"What is the purpose of phones, texting, tweets, or using Facebook? Setting aside the organizational support given by a smartphone, what is the goal of using these devices?

"Communication, obviously. But I propose that there's a higher purpose: connection. I propose that we want to keep in touch with people we care about. We want to know what they are doing and thinking. We want to know about their concerns and celebrations. And we want to share ours with them. This is a desire for connection, for intimacy.

"Since the advent of all our devices, are we more connected with the people in our lives, or less? I'd say we're connected with more people, including people who would be on the periphery of our lives if we wrote paper letters and put them in metal mailboxes — people we'd talk to a couple of times a year if we had only one phone plugged into a wall at home. Instead, those people can be in contact with us, and us with them, multiple times a week.

"But each of these contacts takes time.

"Where is the time coming from? It's pulled from family dinners, walks in the park, and intimate phone conversations, due to frequent momentary interruptions by a ringer or a vibration.

"Nearly every potentially intimate moment with the person you are with can be disrupted, and this changes the dynamic. When you know that your heart-to-heart talk can be interrupted, it adds a dimension of tentativeness, of suspense. You don't know exactly when an interruption will occur, but it's likely, so you might hold yourself back a bit, not wanting to get into a deep part of yourself and then go on hold. Even if the disturbance is as brief as the other person reading a short text or checking to see who's calling, it is still a halt in the flow that was building between you.

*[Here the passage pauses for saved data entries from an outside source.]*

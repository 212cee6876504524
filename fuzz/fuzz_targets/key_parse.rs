#![no_main]

use libfuzzer_sys::fuzz_target;
use seedparts_core::keys::{PrivateKey, PublicKey};
use seedparts_core::{validate_private_key, validate_public_key, Credential, EncryptionStrategy};

fuzz_target!(|data: &[u8]| {
    let Ok(text) = std::str::from_utf8(data) else {
        return;
    };

    let _ = validate_public_key(text);
    let _ = validate_private_key(text);

    // Any key that parses is either usable for encryption or refused cleanly
    if PublicKey::from_armored(text).is_ok() {
        let _ = EncryptionStrategy::PublicKey.encrypt("fuzz", Some(&Credential::public_key(text)));
    }

    if let Ok(key) = PrivateKey::from_armored(text) {
        let _ = key.is_locked();
    }
});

"Intimacy requires a protected space. I fear that a couple of generations have already entered adulthood primed for interruption, and that this is keeping them from accessing and gaining the skills for deeper union with fewer, but more significant, friends and mates.

"Once upon a time, teenagers spent long hours on the phone with a couple of their friends and the person they were going steady with. This bothered some parents, but therapists viewed it as part of adolescents' normal development of the capacity for intimacy.

"A teenage girl could pour her heart out to her best friend on the other end of the line and feel very close, because her friend's voice was in her ear. At the same time, because the two people were in separate locations, it wasn't too intimate. Either teen could regulate the closeness by finding a reason to hang up. After some internal regrouping — by doing homework or chores, talking to Mom, or playing with the cat — either teen could call back and reconnect until she reached her next limit of relationship tolerance.

"This was a transitional phase on the way to intimacy — an important building block that helped teenagers develop the capacity for vital and deep connections. If, these days, communications are frequently brief or interrupted, where is that development taking place?

"Today, texting, tweeting, emailing,-and posting on a wall do offer a way out when one's tolerance for relationship is reached — you can ignore a text or respond to an email weeks later — but what is offering a way back in? These truncated or public communications are not meant to be an end point.

"Is the plethora of condensed, broadcast, or one-sided messages creating a generation or a culture of people stuck at the level of adolescent development? I think there is some danger of being held at a level of connection that is meant to be just a section of the path on the way to the incredible experience of union that is true intimacy. I wonder if the fascination with celebrity lives or with marriages that result from a televised contest is a way of filling the emptiness of not achieving a deep bond, either with one's own self or with another, proximate person."